Assignment:
Determine how many of the lines below hold the word "StatusNotInWorkflow". Give the number and nothing else.

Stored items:
• • •

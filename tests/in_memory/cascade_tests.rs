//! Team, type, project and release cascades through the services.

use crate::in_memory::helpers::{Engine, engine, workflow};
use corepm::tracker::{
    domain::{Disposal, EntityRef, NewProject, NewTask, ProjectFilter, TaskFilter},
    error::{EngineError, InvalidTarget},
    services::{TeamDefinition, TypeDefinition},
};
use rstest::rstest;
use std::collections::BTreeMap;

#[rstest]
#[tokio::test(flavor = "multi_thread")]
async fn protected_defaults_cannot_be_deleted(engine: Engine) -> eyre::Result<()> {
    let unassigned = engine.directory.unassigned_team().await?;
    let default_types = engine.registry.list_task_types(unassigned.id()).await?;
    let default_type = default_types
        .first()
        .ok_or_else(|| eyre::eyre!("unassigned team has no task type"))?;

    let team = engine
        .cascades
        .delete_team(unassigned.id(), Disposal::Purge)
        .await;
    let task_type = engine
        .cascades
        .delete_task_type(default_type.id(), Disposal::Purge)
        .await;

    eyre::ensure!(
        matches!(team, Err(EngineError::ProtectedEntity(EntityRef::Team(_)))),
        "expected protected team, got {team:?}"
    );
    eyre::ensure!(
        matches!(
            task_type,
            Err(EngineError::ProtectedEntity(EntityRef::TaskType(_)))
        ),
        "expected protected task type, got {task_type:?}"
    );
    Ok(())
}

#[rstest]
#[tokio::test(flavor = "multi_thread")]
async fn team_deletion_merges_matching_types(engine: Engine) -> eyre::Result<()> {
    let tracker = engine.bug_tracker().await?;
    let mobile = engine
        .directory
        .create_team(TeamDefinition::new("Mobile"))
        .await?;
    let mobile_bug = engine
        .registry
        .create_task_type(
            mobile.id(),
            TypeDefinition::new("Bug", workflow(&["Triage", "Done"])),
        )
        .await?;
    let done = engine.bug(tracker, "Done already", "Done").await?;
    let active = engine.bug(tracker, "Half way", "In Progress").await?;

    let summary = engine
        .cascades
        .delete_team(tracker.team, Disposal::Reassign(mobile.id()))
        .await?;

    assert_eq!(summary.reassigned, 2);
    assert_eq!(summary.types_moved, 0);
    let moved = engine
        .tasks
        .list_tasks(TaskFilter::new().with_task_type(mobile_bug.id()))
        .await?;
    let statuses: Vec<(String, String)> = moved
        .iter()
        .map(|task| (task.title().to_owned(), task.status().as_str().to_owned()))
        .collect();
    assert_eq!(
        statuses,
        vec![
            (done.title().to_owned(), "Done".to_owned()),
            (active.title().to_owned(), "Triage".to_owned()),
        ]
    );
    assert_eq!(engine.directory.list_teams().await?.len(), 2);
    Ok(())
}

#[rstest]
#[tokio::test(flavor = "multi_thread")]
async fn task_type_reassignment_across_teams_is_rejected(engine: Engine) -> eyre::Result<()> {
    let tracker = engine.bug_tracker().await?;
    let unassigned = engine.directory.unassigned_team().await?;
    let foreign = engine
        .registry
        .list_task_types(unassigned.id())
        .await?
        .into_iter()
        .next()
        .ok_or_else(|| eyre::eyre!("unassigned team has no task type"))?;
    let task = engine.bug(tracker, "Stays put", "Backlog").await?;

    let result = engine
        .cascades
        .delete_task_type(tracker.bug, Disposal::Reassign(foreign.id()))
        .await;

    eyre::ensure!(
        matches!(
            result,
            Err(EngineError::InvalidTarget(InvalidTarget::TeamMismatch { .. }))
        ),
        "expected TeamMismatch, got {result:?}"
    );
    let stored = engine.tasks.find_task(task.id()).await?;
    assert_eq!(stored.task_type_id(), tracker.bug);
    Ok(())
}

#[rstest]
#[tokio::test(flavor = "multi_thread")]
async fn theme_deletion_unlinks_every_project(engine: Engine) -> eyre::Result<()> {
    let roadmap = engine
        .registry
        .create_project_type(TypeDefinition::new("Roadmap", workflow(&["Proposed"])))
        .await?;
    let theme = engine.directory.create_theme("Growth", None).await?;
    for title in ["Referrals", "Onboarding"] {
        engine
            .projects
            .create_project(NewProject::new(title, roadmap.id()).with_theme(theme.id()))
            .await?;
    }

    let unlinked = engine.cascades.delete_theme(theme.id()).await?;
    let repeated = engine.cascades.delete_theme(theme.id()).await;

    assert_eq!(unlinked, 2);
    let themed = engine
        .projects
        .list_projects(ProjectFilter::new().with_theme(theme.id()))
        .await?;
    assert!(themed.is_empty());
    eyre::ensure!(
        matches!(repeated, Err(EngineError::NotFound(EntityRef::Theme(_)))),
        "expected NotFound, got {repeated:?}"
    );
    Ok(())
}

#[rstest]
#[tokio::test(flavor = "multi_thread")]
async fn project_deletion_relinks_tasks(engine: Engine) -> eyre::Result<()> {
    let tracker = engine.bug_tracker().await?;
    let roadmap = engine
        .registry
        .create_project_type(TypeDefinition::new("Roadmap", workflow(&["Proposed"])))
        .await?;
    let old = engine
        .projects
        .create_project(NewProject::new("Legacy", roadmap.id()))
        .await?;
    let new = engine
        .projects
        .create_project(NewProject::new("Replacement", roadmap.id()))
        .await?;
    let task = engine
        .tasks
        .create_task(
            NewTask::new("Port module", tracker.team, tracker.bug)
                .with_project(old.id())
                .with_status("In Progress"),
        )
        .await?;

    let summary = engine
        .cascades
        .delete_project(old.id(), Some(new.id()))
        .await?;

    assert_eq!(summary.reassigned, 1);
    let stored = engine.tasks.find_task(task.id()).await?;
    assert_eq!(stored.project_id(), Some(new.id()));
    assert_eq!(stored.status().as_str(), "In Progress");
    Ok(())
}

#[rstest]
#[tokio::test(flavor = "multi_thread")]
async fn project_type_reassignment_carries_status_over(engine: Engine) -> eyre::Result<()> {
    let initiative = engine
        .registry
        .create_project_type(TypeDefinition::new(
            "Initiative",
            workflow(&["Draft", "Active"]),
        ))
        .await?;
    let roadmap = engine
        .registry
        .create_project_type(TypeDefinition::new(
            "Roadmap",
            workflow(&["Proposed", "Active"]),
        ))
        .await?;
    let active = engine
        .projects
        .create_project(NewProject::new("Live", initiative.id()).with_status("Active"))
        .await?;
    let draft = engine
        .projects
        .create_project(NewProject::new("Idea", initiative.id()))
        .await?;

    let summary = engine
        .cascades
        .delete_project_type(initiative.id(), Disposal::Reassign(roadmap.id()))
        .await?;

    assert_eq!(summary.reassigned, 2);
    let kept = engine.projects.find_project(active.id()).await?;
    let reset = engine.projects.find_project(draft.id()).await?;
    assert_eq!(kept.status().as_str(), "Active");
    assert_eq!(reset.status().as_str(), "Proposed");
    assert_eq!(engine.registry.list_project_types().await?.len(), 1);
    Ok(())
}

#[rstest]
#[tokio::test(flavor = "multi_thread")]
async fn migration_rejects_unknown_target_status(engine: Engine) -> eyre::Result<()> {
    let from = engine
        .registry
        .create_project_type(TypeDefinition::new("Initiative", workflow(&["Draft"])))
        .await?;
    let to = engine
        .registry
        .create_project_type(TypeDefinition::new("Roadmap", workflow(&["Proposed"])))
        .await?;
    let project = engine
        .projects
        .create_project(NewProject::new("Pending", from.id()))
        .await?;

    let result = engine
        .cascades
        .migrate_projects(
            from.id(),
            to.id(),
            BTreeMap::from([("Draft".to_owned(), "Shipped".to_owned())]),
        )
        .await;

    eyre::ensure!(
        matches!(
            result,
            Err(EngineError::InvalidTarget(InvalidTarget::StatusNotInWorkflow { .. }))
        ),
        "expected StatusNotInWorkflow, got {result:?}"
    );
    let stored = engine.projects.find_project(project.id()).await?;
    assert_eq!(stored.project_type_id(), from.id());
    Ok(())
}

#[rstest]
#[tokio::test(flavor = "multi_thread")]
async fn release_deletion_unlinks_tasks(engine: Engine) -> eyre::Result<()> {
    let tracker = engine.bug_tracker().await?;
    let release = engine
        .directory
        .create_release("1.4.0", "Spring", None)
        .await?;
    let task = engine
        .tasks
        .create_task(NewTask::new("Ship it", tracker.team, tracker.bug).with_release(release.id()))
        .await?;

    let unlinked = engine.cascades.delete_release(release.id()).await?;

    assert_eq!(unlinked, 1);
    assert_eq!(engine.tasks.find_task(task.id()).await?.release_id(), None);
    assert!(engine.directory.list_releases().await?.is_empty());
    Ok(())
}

• • •

Task response:
2